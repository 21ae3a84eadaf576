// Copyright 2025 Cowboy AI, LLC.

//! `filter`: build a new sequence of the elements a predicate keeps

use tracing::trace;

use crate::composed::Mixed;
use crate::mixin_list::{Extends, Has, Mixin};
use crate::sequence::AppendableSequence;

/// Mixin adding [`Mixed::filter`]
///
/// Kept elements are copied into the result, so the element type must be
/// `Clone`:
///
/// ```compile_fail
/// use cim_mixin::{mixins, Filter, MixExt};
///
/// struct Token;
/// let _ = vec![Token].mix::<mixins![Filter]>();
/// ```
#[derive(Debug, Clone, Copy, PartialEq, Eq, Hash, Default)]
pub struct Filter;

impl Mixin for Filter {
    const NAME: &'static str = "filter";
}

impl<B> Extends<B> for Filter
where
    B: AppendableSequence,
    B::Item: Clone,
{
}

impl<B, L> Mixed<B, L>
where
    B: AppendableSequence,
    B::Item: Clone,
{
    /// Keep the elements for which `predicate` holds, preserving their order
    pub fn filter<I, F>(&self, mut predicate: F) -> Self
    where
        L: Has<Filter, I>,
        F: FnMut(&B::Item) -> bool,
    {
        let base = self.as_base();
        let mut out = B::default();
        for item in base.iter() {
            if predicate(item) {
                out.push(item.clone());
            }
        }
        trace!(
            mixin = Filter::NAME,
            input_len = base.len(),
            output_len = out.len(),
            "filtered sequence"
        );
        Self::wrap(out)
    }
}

» DIRECTIONS
Start at the line containing "impl Mixin for" and copy each line through the last one in the records, exactly and with nothing added.

» OUTPUT FOR THIS TASK
impl Mixin for Filter {
    const NAME: &'static str = "filter";
}

impl<B> Extends<B> for Filter
where
    B: AppendableSequence,
    B::Item: Clone,
{
}

impl<B, L> Mixed<B, L>
where
    B: AppendableSequence,
    B::Item: Clone,
{
    /// Keep the elements for which `predicate` holds, preserving their order
    pub fn filter<I, F>(&self, mut predicate: F) -> Self
    where
        L: Has<Filter, I>,
        F: FnMut(&B::Item) -> bool,
    {
        let base = self.as_base();
        let mut out = B::default();
        for item in base.iter() {
            if predicate(item) {
                out.push(item.clone());
            }
        }
        trace!(
            mixin = Filter::NAME,
            input_len = base.len(),
            output_len = out.len(),
            "filtered sequence"
        );
        Self::wrap(out)
    }
}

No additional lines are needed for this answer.